* WORK TO COMPLETE
The result should be every line in the data below that carries the string "impl".

* MATERIAL FOR THIS TASK

//! The merged, detail-enriched venue entity and its merge rules.

use std::str::FromStr;

use serde::{Deserialize, Serialize};

use crate::hours::WeeklyHours;

#[derive(Debug, Clone, Copy, PartialEq, Serialize, Deserialize)]
pub struct Coordinate {
    pub lat: f64,
    pub lng: f64,
}

impl Coordinate {
    #[must_use]
    pub fn new(lat: f64, lng: f64) -> Self {
        Self { lat, lng }
    }

    /// `lat,lng` as the places API expects it in a `location` parameter.
    #[must_use]
    pub fn to_query_value(&self) -> String {
        format!("{},{}", self.lat, self.lng)
    }
}

impl FromStr for Coordinate {
    type Err = String;

    /// Parses `"lat,lng"`, tolerating whitespace around either part.
    fn from_str(s: &str) -> Result<Self, Self::Err> {
        let (lat, lng) = s
            .split_once(',')
            .ok_or_else(|| format!("expected \"lat,lng\", got \"{s}\""))?;
        let lat = lat
            .trim()
            .parse::<f64>()
            .map_err(|e| format!("invalid latitude \"{}\": {e}", lat.trim()))?;
        let lng = lng
            .trim()
            .parse::<f64>()
            .map_err(|e| format!("invalid longitude \"{}\": {e}", lng.trim()))?;
        if !(-90.0..=90.0).contains(&lat) || !(-180.0..=180.0).contains(&lng) {
            return Err(format!("coordinate out of range: {lat},{lng}"));
        }
        Ok(Self { lat, lng })
    }
}

/// A photo handle from the source plus the URL a browser can display.
#[derive(Debug, Clone, PartialEq, Eq, Serialize, Deserialize)]
pub struct PhotoRef {
    pub reference: String,
    pub url: String,
}

/// How an arriving venue is folded into an entry that already holds its id.
#[derive(Debug, Clone, Copy, PartialEq, Eq, Default, Serialize, Deserialize)]
#[serde(rename_all = "lowercase")]
pub enum MergePolicy {
    /// The later arrival replaces the stored entry wholesale.
    #[default]
    Replace,
    /// Populated incoming fields overwrite; blank ones never erase.
    Patch,
}

#[derive(Debug, Clone, PartialEq, Serialize, Deserialize)]
pub struct Venue {
    pub id: String,
    pub name: String,
    pub rating: Option<f64>,
    pub location: Option<Coordinate>,
    pub address: Option<String>,
    pub district: Option<String>,
    pub website: Option<String>,
    pub maps_url: Option<String>,
    #[serde(default)]
    pub photos: Vec<PhotoRef>,
    pub description: Option<String>,
    pub opening_hours: Option<WeeklyHours>,
    /// The category label whose search produced this venue.
    pub category: String,
}

impl Venue {
    /// Folds `incoming` into `self` under `policy`. Ids are assumed equal;
    /// the caller keys entries by id.
    pub fn merge(&mut self, incoming: Venue, policy: MergePolicy) {
        match policy {
            MergePolicy::Replace => *self = incoming,
            MergePolicy::Patch => self.patch(incoming),
        }
    }

    /// Folds a later search-only record for this id into the venue. Detail
    /// fields (website, maps link, description, hours) are never touched
    /// since a search record does not carry them. Under `Replace` the
    /// record's search fields win as-is; under `Patch` its blanks are ignored.
    pub fn merge_search(&mut self, incoming: Venue, policy: MergePolicy) {
        match policy {
            MergePolicy::Replace => {
                let Venue {
                    name,
                    rating,
                    location,
                    address,
                    district,
                    photos,
                    category,
                    ..
                } = incoming;
                self.name = name;
                self.rating = rating;
                self.location = location;
                self.address = address;
                self.district = district;
                self.photos = photos;
                self.category = category;
            }
            MergePolicy::Patch => self.patch(Venue {
                website: None,
                maps_url: None,
                description: None,
                opening_hours: None,
                ..incoming
            }),
        }
    }

    fn patch(&mut self, incoming: Venue) {
        fn keep_or_take<T>(slot: &mut Option<T>, value: Option<T>) {
            if value.is_some() {
                *slot = value;
            }
        }

        if !incoming.name.trim().is_empty() {
            self.name = incoming.name;
        }
        if !incoming.category.is_empty() {
            self.category = incoming.category;
        }
        if !incoming.photos.is_empty() {
            self.photos = incoming.photos;
        }
        keep_or_take(&mut self.rating, incoming.rating);
        keep_or_take(&mut self.location, incoming.location);
        keep_or_take(&mut self.address, non_blank(incoming.address));
        keep_or_take(&mut self.district, non_blank(incoming.district));
        keep_or_take(&mut self.website, non_blank(incoming.website));
        keep_or_take(&mut self.maps_url, non_blank(incoming.maps_url));
        keep_or_take(&mut self.description, non_blank(incoming.description));
        keep_or_take(&mut self.opening_hours, incoming.opening_hours);
    }
}

pub(crate) fn non_blank(value: Option<String>) -> Option<String> {
    value.filter(|s| !s.trim().is_empty())
}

* TASK RESPONSE
impl Coordinate {
impl FromStr for Coordinate {
impl Venue {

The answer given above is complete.